What are the main benefits of using synthetic data for teaching machine learning?

Synthetic data offers three key benefits for ML education: 1) No excessive volume - you can create compact datasets with only the required columns and rows, 2) Customizable features - you can construct features to demonstrate specific algorithms effectively, and 3) Generate implicit characteristics - you can ensure data has specific properties like linear separability that are difficult to find in real-world datasets.

What KNIME components are available for generating synthetic data?

KNIME offers four verified components for synthetic data generation: Synthetic Data Generator (Classification), Synthetic Data Generator (Regression), Synthetic Data Generator (Multilabel Classification), and Synthetic Data Generator (Clustering). Each component is based on Python scikit-learn library functions with settings configured through KNIME's visual interface.

How do I configure Python integration to use KNIME's synthetic data generators?

To use the synthetic data generators: 1) Install Miniconda from the official website, 2) Install the KNIME Python Integration extension, and 3) Configure KNIME Preferences under File > Preferences > Python by browsing to your Miniconda Installation Directory under Conda. Detailed instructions are available in the KNIME Python Integration Guide.

How can synthetic data help demonstrate different algorithm performance?

Synthetic data allows you to control specific characteristics that affect algorithm performance. For example, you can generate linearly separable data to show that logistic regression performs better, or non-linearly separable data to demonstrate decision tree advantages. The Class Separation parameter in the classification component controls this feature.

What parameters can I control when generating synthetic classification data?

The Synthetic Data Generator (Classification) component allows you to control: number of features and samples, how many features are informative/redundant/duplicates, class separation (linear vs non-linear), number of clusters within each class, and a seed parameter for reproducible results. These settings help create datasets tailored to specific learning objectives.

Generate synthetic data to teach machine learning

As an instructor, you’ll know just how much exercises contribute to a student’s understanding of a topic. But coming up with an instructive and interesting exercise is difficult. The concepts your students are learning vary, they require different kinds of datasets, and the datasets need to be simple enough to allow the student to focus on the task at hand.

For our own self-paced machine learning course, we came up with a novel solution. Instead of searching, filtering, and transforming real-world datasets, we are generating synthetic datasets. Using these synthetic datasets it is easier to design hands-on exercises for our students to test their knowledge of machine learning algorithms.

How can synthetic data help you teach machine learning?

Using synthetic data instead of real-world data as a base for practical exercises gives us the following benefits:

No excessive volume of exercise data

Real-world datasets contain all the types of properties students need to learn about in order to apply the best techniques to deal with them – redundant features, duplicate features, linearly correlated features, and so on. But they might be too large to share and redundant to carry through all exercises of your course.

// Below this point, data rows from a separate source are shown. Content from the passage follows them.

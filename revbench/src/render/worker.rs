//! Render thread: syntect highlighting and side-by-side diff styling.
//!
//! Requests arrive over a crossbeam channel; when several are queued only the
//! newest is rendered, since every request supersedes the ones before it.

use std::sync::LazyLock;

use crossbeam_channel::Receiver;
use ratatui::style::{Color, Modifier, Style};
use ratatui::text::{Line, Span};
use revbench_core::diff::{self, DiffCell, RowKind};
use similar::{ChangeTag, TextDiff};
use syntect::easy::HighlightLines;
use syntect::highlighting::{Theme, ThemeSet};
use syntect::parsing::{SyntaxReference, SyntaxSet};
use tokio::sync::mpsc::UnboundedSender;
use tracing::debug;

use crate::event::AppEvent;
use crate::render::types::{RenderRequest, RenderedView, ViewKey};

static PS: LazyLock<SyntaxSet> = LazyLock::new(SyntaxSet::load_defaults_nonewlines);
static TS: LazyLock<ThemeSet> = LazyLock::new(ThemeSet::load_defaults);

const GUTTER: Color = Color::DarkGray;

/// Entry point for the render thread. Runs until every sender is dropped or
/// the event channel closes.
pub fn render_worker_loop(rx: Receiver<RenderRequest>, event_tx: UnboundedSender<AppEvent>) {
    // Load the syntax and theme sets before the first request.
    let _ = &*PS;
    let _ = &*TS;

    for request in rx.iter() {
        let request = rx.try_iter().last().unwrap_or(request);
        let view = render(request);
        debug!(file_id = %view.key.file_id, rows = view.left.len(), "view rendered");
        if event_tx.send(AppEvent::Rendered(Box::new(view))).is_err() {
            break;
        }
    }
}

pub fn render(request: RenderRequest) -> RenderedView {
    match request {
        RenderRequest::Source { key, path, content } => render_source(key, &path, &content),
        RenderRequest::Review { key, path, current, staged } => {
            render_review(key, &path, &current, &staged)
        }
    }
}

fn syntax_for(path: &str) -> &'static SyntaxReference {
    let ext = path.rsplit_once('.').map(|(_, ext)| ext).unwrap_or("");
    PS.find_syntax_by_extension(ext)
        .unwrap_or_else(|| PS.find_syntax_plain_text())
}

fn theme() -> Option<&'static Theme> {
    TS.themes.get("base16-ocean.dark").or_else(|| TS.themes.values().next())
}

/// Highlights a line with `h` when a theme is available, plain otherwise.
fn highlight(code: &str, h: Option<&mut HighlightLines<'_>>) -> Vec<Span<'static>> {
    match h {
        Some(h) => build_syntect_spans(code, h, &PS),
        None => vec![Span::raw(code.to_owned())],
    }
}

fn render_source(key: ViewKey, path: &str, content: &str) -> RenderedView {
    let syntax = syntax_for(path);
    let mut h = theme().map(|t| HighlightLines::new(syntax, t));
    let width = gutter_width(content.lines().count());

    let mut left: Vec<Line<'static>> = content
        .lines()
        .enumerate()
        .map(|(i, code)| {
            let mut spans = vec![gutter(i as u32 + 1, width)];
            spans.extend(highlight(code, h.as_mut()));
            Line::from(spans)
        })
        .collect();
    if left.is_empty() {
        left.push(Line::from(vec![gutter(1, width)]));
    }

    RenderedView { key, left, right: Vec::new(), change_rows: Vec::new(), stats: None }
}

fn render_review(key: ViewKey, path: &str, current: &str, staged: &str) -> RenderedView {
    let syntax = syntax_for(path);
    let theme = theme();
    let mut old_h = theme.map(|t| HighlightLines::new(syntax, t));
    let mut new_h = theme.map(|t| HighlightLines::new(syntax, t));

    let rows = diff::side_by_side(current, staged);
    let width = gutter_width(current.lines().count().max(staged.lines().count()));

    let mut left = Vec::with_capacity(rows.len());
    let mut right = Vec::with_capacity(rows.len());
    let mut change_rows = Vec::new();
    let mut in_change = false;

    for (i, row) in rows.iter().enumerate() {
        let changed = row.kind != RowKind::Equal;
        if changed && !in_change {
            change_rows.push(i);
        }
        in_change = changed;

        match row.kind {
            RowKind::Equal => {
                left.push(cell_line(row.left.as_ref(), width, ' ', GUTTER, |t| {
                    highlight(t, old_h.as_mut())
                }));
                right.push(cell_line(row.right.as_ref(), width, ' ', GUTTER, |t| {
                    highlight(t, new_h.as_mut())
                }));
            }
            RowKind::Removed => {
                left.push(cell_line(row.left.as_ref(), width, '-', Color::Red, |t| {
                    highlight(t, old_h.as_mut())
                }));
                right.push(filler(width));
            }
            RowKind::Added => {
                left.push(filler(width));
                right.push(cell_line(row.right.as_ref(), width, '+', Color::Green, |t| {
                    highlight(t, new_h.as_mut())
                }));
            }
            RowKind::Changed => {
                let old_text = row.left.as_ref().map(|c| c.text.as_str()).unwrap_or("");
                let new_text = row.right.as_ref().map(|c| c.text.as_str()).unwrap_or("");
                // Keep both highlighters in step with the lines they skip.
                let _ = highlight(old_text, old_h.as_mut());
                let _ = highlight(new_text, new_h.as_mut());
                let (old_words, new_words) = word_diff_spans(old_text, new_text);
                left.push(cell_line(row.left.as_ref(), width, '-', Color::Red, |_| old_words));
                right.push(cell_line(row.right.as_ref(), width, '+', Color::Green, |_| new_words));
            }
        }
    }

    let stats = diff::stats(&rows);
    RenderedView { key, left, right, change_rows, stats: Some(stats) }
}

pub(crate) fn gutter_width(lines: usize) -> usize {
    lines.max(1).to_string().len().max(3)
}

fn gutter(lineno: u32, width: usize) -> Span<'static> {
    Span::styled(format!("{lineno:>width$} "), Style::default().fg(GUTTER))
}

fn cell_line(
    cell: Option<&DiffCell>,
    width: usize,
    marker: char,
    marker_color: Color,
    body: impl FnOnce(&str) -> Vec<Span<'static>>,
) -> Line<'static> {
    let Some(cell) = cell else {
        return filler(width);
    };
    let mut spans = vec![
        gutter(cell.lineno, width),
        Span::styled(format!("{marker} "), Style::default().fg(marker_color)),
    ];
    spans.extend(body(&cell.text));
    Line::from(spans)
}

/// Blank row on the side of a diff that has no counterpart line.
fn filler(width: usize) -> Line<'static> {
    Line::from(Span::styled(
        format!("{:>width$} ", "~"),
        Style::default().fg(GUTTER),
    ))
}

/// Converts a syntect (Style, &str) pair to an owned ratatui Span.
fn syntect_to_span(style: syntect::highlighting::Style, content: &str) -> Span<'static> {
    use syntect::highlighting::Color as SC;
    use syntect::highlighting::FontStyle;
    let to_color = |c: SC| -> Option<Color> {
        if c.a > 0 { Some(Color::Rgb(c.r, c.g, c.b)) } else { None }
    };
    // Syntect backgrounds are dropped.
    let mut ratatui_style = Style::default();
    if let Some(fg) = to_color(style.foreground) {
        ratatui_style = ratatui_style.fg(fg);
    }
    if style.font_style.contains(FontStyle::BOLD) {
        ratatui_style = ratatui_style.add_modifier(Modifier::BOLD);
    }
    if style.font_style.contains(FontStyle::ITALIC) {
        ratatui_style = ratatui_style.add_modifier(Modifier::ITALIC);
    }
    if style.font_style.contains(FontStyle::UNDERLINE) {
        ratatui_style = ratatui_style.add_modifier(Modifier::UNDERLINED);
    }
    Span::styled(content.to_owned(), ratatui_style)
}

/// Highlights one line. Falls back to a plain span on error.
fn build_syntect_spans(code: &str, h: &mut HighlightLines, ps: &SyntaxSet) -> Vec<Span<'static>> {
    let ranges = h.highlight_line(code, ps).unwrap_or_default();
    let spans: Vec<Span<'static>> =
        ranges.into_iter().map(|(style, text)| syntect_to_span(style, text)).collect();
    if spans.is_empty() {
        vec![Span::raw(code.to_owned())]
    } else {
        spans
    }
}

/// Word-level spans for a changed line pair; changed words are bold.
fn word_diff_spans(old_line: &str, new_line: &str) -> (Vec<Span<'static>>, Vec<Span<'static>>) {
    let diff = TextDiff::from_words(old_line, new_line);
    let mut old_spans: Vec<Span<'static>> = Vec::new();
    let mut new_spans: Vec<Span<'static>> = Vec::new();

    for op in diff.ops() {
        for change in diff.iter_inline_changes(op) {
            for (emphasized, value) in change.iter_strings_lossy() {
                let text = value.into_owned();
                match change.tag() {
                    ChangeTag::Delete => {
                        let mut style = Style::default().fg(Color::Red);
                        if emphasized {
                            style = style.add_modifier(Modifier::BOLD | Modifier::REVERSED);
                        }
                        old_spans.push(Span::styled(text, style));
                    }
                    ChangeTag::Insert => {
                        let mut style = Style::default().fg(Color::Green);
                        if emphasized {
                            style = style.add_modifier(Modifier::BOLD | Modifier::REVERSED);
                        }
                        new_spans.push(Span::styled(text, style));
                    }
                    ChangeTag::Equal => {
                        let span = Span::raw(text);
                        old_spans.push(span.clone());
                        new_spans.push(span);
                    }
                }
            }
        }
    }
    (old_spans, new_spans)
}

#[cfg(test)]
mod tests {
    use super::*;
    use crate::render::types::ViewKind;

    fn text(line: &Line<'_>) -> String {
        line.spans.iter().map(|s| s.content.as_ref()).collect()
    }

    fn key(kind: ViewKind) -> ViewKey {
        ViewKey::new("p", "f", kind, &["x"])
    }

    #[test]
    fn source_lines_carry_line_numbers() {
        let view = render_source(key(ViewKind::Source), "main.rs", "fn main() {\n}\n");
        assert_eq!(view.left.len(), 2);
        assert_eq!(text(&view.left[0]), "  1 fn main() {");
        assert_eq!(text(&view.left[1]), "  2 }");
        assert!(view.right.is_empty());
    }

    #[test]
    fn empty_source_still_has_a_row() {
        let view = render_source(key(ViewKind::Source), "empty.txt", "");
        assert_eq!(view.left.len(), 1);
    }

    #[test]
    fn review_rows_stay_aligned() {
        let view = render_review(
            key(ViewKind::Review),
            "calc.py",
            "a = 1\nb = 2\nc = 3\n",
            "a = 1\nb = 20\nc = 3\nd = 4\n",
        );
        assert_eq!(view.left.len(), view.right.len());
        assert_eq!(view.left.len(), 4);
        assert_eq!(text(&view.left[1]), "  2 - b = 2");
        assert_eq!(text(&view.right[1]), "  2 + b = 20");
        assert_eq!(text(&view.right[3]), "  4 + d = 4");
        assert_eq!(view.change_rows, vec![1, 3]);
        let stats = view.stats.unwrap();
        assert_eq!((stats.added, stats.removed), (2, 1));
    }

    #[test]
    fn word_diff_keeps_text_and_emphasises_changes() {
        let (old, new) = word_diff_spans("let x = 1;", "let x = 2;");
        let joined = |spans: &[Span<'_>]| spans.iter().map(|s| s.content.as_ref()).collect::<String>();
        assert_eq!(joined(&old), "let x = 1;");
        assert_eq!(joined(&new), "let x = 2;");
        assert!(old.iter().any(|s| s.style.add_modifier.contains(Modifier::BOLD)));
        assert!(new.iter().any(|s| s.style.add_modifier.contains(Modifier::BOLD)));
        assert!(!old.iter().any(|s| s.content.contains("let") && s.style.add_modifier.contains(Modifier::BOLD)));
    }
}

With synthetically generated datasets, we can work with compact data that only contains the required number of columns and rows. And we can always rename the columns and create a story around the generated data if we want to make the exercises more engaging.

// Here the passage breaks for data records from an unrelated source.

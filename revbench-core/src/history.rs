//! Linear undo/redo history for the active file.
//!
//! The history is a sequence of full-content snapshots plus a pointer. The
//! snapshot at the pointer is always the content on screen. Recording an edit
//! after an undo discards the redo branch; there is no history tree.
//!
//! History is transient: it is rebuilt from the file content whenever the
//! active file changes and is never persisted.

/// Undo/redo stack of content snapshots.
#[derive(Debug, Clone, PartialEq, Eq)]
pub struct EditHistory {
    entries: Vec<String>,
    pointer: usize,
    /// Maximum number of entries kept; `None` means unbounded.
    capacity: Option<usize>,
}

impl EditHistory {
    /// Starts a history whose only entry is `content`.
    pub fn new(content: impl Into<String>) -> Self {
        Self { entries: vec![content.into()], pointer: 0, capacity: None }
    }

    /// Like [`EditHistory::new`] but drops the oldest entries once more than
    /// `capacity` are held. A capacity of zero is treated as unbounded.
    pub fn with_capacity(content: impl Into<String>, capacity: usize) -> Self {
        let mut history = Self::new(content);
        history.capacity = (capacity > 0).then_some(capacity);
        history
    }

    /// Content at the history pointer.
    pub fn current(&self) -> &str {
        &self.entries[self.pointer]
    }

    pub fn pointer(&self) -> usize {
        self.pointer
    }

    pub fn len(&self) -> usize {
        self.entries.len()
    }

    pub fn is_empty(&self) -> bool {
        self.entries.is_empty()
    }

    pub fn can_undo(&self) -> bool {
        self.pointer > 0
    }

    pub fn can_redo(&self) -> bool {
        self.pointer + 1 < self.entries.len()
    }

    /// Records `content` as the newest entry.
    ///
    /// No-op when `content` equals the current entry. Otherwise everything
    /// after the pointer is discarded, `content` is appended, and the pointer
    /// moves to it. Returns `true` if the history grew.
    pub fn record_edit(&mut self, content: impl Into<String>) -> bool {
        let content = content.into();
        if content == self.entries[self.pointer] {
            return false;
        }
        self.entries.truncate(self.pointer + 1);
        self.entries.push(content);
        self.pointer = self.entries.len() - 1;

        if let Some(cap) = self.capacity {
            if self.entries.len() > cap {
                let excess = self.entries.len() - cap;
                self.entries.drain(..excess);
                self.pointer -= excess;
            }
        }
        true
    }

    /// Steps back one entry and returns its content, or `None` at the start.
    pub fn undo(&mut self) -> Option<&str> {
        if self.pointer == 0 {
            return None;
        }
        self.pointer -= 1;
        Some(self.current())
    }

    /// Steps forward one entry and returns its content, or `None` at the tail.
    pub fn redo(&mut self) -> Option<&str> {
        if !self.can_redo() {
            return None;
        }
        self.pointer += 1;
        Some(self.current())
    }
}

#[cfg(test)]
mod tests {
    use super::*;

    #[test]
    fn duplicate_edit_grows_once() {
        let mut h = EditHistory::new("a");
        assert!(h.record_edit("b"));
        assert!(!h.record_edit("b"));
        assert_eq!(h.len(), 2);
        assert_eq!(h.current(), "b");
    }

    #[test]
    fn undo_then_redo_round_trips() {
        let mut h = EditHistory::new("v0");
        for v in ["v1", "v2", "v3"] {
            h.record_edit(v);
        }
        for _ in 0..3 {
            let before = h.current().to_owned();
            h.undo();
            h.redo();
            assert_eq!(h.current(), before);
            h.undo();
        }
        assert_eq!(h.current(), "v0");
    }

    #[test]
    fn boundaries_are_no_ops() {
        let mut h = EditHistory::new("only");
        assert_eq!(h.undo(), None);
        assert_eq!(h.redo(), None);
        assert_eq!(h.pointer(), 0);
        assert_eq!(h.current(), "only");
    }

    #[test]
    fn edit_after_undo_discards_redo_branch() {
        let mut h = EditHistory::new("a");
        h.record_edit("b");
        h.record_edit("c");
        assert_eq!(h.undo(), Some("b"));
        h.record_edit("d");
        assert_eq!(h.len(), 3);
        assert!(!h.can_redo());
        assert_eq!(h.undo(), Some("b"));
        assert_eq!(h.undo(), Some("a"));
    }

    #[test]
    fn edit_equal_to_current_after_undo_keeps_redo() {
        let mut h = EditHistory::new("a");
        h.record_edit("b");
        h.undo();
        assert!(!h.record_edit("a"));
        assert_eq!(h.redo(), Some("b"));
    }

    #[test]
    fn capacity_drops_oldest() {
        let mut h = EditHistory::with_capacity("0", 3);
        for v in ["1", "2", "3", "4"] {
            h.record_edit(v);
        }
        assert_eq!(h.len(), 3);
        assert_eq!(h.current(), "4");
        assert_eq!(h.undo(), Some("3"));
        assert_eq!(h.undo(), Some("2"));
        assert_eq!(h.undo(), None);
    }

    #[test]
    fn zero_capacity_is_unbounded() {
        let mut h = EditHistory::with_capacity("0", 0);
        for i in 1..50 {
            h.record_edit(i.to_string());
        }
        assert_eq!(h.len(), 50);
    }
}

Customize the features of the dataset

Many popular datasets for machine learning exercises, such as the adult dataset, are able to demonstrate one algorithm, the decision tree for example, but lack features to demonstrate other algorithms, the linear regression for example.

With synthetic data, we can construct the features just as we need, allowing us to demonstrate each algorithm effectively.

Generate characteristics that are implicit in real-world data

Some characteristics of the data affect how the algorithms perform. At the same time, they are difficult to find in real-world data. For example, knowing whether the classes are linearly separable in the feature space and finding a dataset to demonstrate that might require excessive data exploration. However, this characteristic makes a difference in the performance of two classification algorithms: the logistic regression and the decision tree.

When we generate synthetic data, we can ensure that the characteristics of the data enable our students to learn to consider which algorithm will perform best.

Generate synthetic data with KNIME verified components

As an example, we’d like to show you four KNIME verified components that teachers can use to generate synthetic data and demonstrate classification tasks.

Each component’s functionality is based on functions in the Python scikit-learn library, yet all the settings for the data generation are defined in the component’s configuration dialog. If you are using the KNIME Python integration for the first time, please follow the instructions at the end of this article to enable the execution of a Python code under the hood of your visual workflows.

Let’s see how to use the Synthetic Data Generator (Classification) component and generate data for classification. With this data we’ll be able to demonstrate that the logistic regression and decision tree algorithms perform differently.

In our L4-ML course, we teach students that the decision tree algorithm performs better if the decision boundary is non-linear (left side in figure 3 below), whereas the logistic regression algorithm performs better if the decision boundary is linear (right side in the figure below).

Figure 1. Demonstrating linearly separable (on the right) and non-separable (on the left) classes in the feature space

We want to replicate the scenario illustrated in Figure 1 in synthetic data. We can do so by regulating the class separation parameter in the Synthetic Data Generator (Classification) component. Figure 2 below shows the result:

Figure 2. Visualizing generated data for classification with high (on the left) and low (on the right) class separation in the feature space

The scatter plot on the left shows the desired output, data with linear class separation. For a reference, the scatter plot on the right shows data with no linear class separation. If you want to compare how the linear regression and decision tree algorithms perform on this generated data, try out the corresponding exercise workflow of the course.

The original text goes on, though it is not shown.